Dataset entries
:::::

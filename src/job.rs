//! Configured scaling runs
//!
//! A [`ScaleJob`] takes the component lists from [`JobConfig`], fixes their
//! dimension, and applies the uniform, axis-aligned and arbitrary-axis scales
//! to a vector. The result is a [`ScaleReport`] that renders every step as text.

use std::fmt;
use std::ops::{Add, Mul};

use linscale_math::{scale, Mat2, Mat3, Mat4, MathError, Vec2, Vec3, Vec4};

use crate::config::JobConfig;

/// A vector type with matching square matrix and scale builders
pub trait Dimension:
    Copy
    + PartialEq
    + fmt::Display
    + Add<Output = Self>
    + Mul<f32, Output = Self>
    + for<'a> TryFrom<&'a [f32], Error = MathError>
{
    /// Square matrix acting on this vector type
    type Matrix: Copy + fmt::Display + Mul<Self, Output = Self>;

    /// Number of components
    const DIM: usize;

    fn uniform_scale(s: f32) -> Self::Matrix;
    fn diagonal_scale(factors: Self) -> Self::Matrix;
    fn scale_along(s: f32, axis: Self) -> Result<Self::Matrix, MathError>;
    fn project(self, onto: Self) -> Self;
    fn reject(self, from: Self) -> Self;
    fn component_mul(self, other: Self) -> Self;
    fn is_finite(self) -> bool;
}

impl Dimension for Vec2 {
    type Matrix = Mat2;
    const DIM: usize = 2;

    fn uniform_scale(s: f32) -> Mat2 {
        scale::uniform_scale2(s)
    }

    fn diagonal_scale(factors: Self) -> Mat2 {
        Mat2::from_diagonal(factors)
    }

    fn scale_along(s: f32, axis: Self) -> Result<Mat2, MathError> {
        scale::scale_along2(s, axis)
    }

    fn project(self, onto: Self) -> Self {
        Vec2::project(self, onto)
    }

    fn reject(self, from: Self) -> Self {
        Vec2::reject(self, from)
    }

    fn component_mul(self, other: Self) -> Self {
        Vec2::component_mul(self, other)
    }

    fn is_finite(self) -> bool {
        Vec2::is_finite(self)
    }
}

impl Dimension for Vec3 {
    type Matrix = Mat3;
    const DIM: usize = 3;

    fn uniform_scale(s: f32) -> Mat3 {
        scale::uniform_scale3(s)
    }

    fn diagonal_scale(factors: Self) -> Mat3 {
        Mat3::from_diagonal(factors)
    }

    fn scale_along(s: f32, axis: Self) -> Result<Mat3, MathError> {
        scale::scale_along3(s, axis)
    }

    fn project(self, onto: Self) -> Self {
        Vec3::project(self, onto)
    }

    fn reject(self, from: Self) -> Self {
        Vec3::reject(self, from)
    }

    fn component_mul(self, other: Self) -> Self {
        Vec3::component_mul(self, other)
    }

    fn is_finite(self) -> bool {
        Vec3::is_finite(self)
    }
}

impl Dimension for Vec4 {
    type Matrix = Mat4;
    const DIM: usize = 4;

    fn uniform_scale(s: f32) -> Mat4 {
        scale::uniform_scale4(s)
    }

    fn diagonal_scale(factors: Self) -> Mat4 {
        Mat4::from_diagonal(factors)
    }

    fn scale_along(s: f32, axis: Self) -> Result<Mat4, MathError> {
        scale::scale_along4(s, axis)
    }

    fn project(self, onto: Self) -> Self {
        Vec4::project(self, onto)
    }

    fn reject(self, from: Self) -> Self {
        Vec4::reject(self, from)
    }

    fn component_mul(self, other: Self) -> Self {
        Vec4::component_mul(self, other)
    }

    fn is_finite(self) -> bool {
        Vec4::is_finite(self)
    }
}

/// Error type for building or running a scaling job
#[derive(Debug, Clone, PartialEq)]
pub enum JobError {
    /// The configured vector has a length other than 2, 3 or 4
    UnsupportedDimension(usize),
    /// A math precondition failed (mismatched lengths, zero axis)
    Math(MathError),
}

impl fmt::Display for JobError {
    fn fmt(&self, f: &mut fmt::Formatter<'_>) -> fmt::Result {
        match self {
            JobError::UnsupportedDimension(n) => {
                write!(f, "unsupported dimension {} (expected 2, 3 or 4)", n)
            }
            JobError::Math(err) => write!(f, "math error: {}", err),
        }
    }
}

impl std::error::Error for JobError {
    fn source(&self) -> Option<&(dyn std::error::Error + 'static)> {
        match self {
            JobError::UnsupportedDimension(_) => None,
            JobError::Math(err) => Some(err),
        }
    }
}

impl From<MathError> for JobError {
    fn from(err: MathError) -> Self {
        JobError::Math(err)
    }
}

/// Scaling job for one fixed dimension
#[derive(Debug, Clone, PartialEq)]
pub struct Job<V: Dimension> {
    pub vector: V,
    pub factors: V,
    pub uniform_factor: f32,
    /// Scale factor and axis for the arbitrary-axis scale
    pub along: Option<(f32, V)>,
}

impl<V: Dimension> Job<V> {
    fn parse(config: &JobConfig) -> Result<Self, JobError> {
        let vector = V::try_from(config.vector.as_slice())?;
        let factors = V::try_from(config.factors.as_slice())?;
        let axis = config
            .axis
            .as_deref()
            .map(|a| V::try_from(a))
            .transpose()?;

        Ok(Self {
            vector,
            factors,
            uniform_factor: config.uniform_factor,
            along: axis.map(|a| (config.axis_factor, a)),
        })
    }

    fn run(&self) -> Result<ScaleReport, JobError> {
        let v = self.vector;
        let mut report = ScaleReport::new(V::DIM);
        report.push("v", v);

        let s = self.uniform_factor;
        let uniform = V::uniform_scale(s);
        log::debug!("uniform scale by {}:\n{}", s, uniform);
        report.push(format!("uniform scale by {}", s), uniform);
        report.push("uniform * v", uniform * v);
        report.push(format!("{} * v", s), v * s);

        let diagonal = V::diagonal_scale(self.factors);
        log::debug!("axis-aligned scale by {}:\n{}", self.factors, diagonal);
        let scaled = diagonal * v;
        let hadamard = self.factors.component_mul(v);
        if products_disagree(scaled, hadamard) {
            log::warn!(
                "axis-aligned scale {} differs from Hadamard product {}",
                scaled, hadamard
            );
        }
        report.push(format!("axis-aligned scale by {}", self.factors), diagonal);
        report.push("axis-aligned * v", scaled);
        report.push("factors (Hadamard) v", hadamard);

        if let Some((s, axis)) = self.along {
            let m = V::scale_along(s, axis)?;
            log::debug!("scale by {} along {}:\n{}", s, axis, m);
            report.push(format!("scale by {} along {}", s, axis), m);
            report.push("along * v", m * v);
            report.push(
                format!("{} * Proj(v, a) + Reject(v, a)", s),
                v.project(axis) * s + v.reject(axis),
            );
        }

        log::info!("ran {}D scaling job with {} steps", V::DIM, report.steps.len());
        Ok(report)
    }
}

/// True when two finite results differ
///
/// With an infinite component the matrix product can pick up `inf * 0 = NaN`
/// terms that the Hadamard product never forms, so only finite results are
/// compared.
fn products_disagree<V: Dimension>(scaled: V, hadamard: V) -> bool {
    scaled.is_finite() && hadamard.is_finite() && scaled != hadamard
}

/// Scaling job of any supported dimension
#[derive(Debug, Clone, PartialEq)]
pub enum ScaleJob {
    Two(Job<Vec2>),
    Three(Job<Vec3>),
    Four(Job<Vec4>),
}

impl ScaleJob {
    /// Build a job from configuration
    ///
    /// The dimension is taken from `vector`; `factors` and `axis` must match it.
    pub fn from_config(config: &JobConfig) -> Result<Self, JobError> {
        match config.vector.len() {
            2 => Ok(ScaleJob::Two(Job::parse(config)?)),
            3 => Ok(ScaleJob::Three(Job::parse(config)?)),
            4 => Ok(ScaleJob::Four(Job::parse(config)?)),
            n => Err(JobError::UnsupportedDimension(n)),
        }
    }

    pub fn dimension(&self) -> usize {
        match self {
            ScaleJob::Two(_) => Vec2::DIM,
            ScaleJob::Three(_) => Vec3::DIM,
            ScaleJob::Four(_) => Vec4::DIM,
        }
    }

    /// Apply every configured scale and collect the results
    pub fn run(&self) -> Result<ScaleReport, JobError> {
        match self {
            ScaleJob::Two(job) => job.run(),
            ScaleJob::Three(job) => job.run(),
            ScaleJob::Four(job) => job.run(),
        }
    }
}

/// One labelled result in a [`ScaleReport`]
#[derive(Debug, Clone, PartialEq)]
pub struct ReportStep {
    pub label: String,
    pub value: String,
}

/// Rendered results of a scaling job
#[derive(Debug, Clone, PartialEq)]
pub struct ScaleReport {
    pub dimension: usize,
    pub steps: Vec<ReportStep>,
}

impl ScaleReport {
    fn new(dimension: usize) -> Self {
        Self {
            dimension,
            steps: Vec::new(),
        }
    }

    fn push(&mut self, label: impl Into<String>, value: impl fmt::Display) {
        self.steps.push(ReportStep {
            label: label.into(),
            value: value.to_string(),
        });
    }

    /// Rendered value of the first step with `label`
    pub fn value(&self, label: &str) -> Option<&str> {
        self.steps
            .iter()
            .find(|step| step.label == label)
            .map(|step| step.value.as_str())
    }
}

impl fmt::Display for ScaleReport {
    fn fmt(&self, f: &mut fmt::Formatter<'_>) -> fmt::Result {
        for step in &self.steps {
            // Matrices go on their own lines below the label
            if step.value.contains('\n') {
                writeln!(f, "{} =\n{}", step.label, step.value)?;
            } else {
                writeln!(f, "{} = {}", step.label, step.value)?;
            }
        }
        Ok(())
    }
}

:::::

*Action item*
Write out exactly the lines above from the line with "Mul<f32, Output = Self>" through the line with "fn diagonal_scale(factors: Self) -> Mat2", both of them included, and leave out all other lines.

*Exercise answer*
    + Mul<f32, Output = Self>
    + for<'a> TryFrom<&'a [f32], Error = MathError>
{
    /// Square matrix acting on this vector type
    type Matrix: Copy + fmt::Display + Mul<Self, Output = Self>;

    /// Number of components
    const DIM: usize;

    fn uniform_scale(s: f32) -> Self::Matrix;
    fn diagonal_scale(factors: Self) -> Self::Matrix;
    fn scale_along(s: f32, axis: Self) -> Result<Self::Matrix, MathError>;
    fn project(self, onto: Self) -> Self;
    fn reject(self, from: Self) -> Self;
    fn component_mul(self, other: Self) -> Self;
    fn is_finite(self) -> bool;
}

impl Dimension for Vec2 {
    type Matrix = Mat2;
    const DIM: usize = 2;

    fn uniform_scale(s: f32) -> Mat2 {
        scale::uniform_scale2(s)
    }

    fn diagonal_scale(factors: Self) -> Mat2 {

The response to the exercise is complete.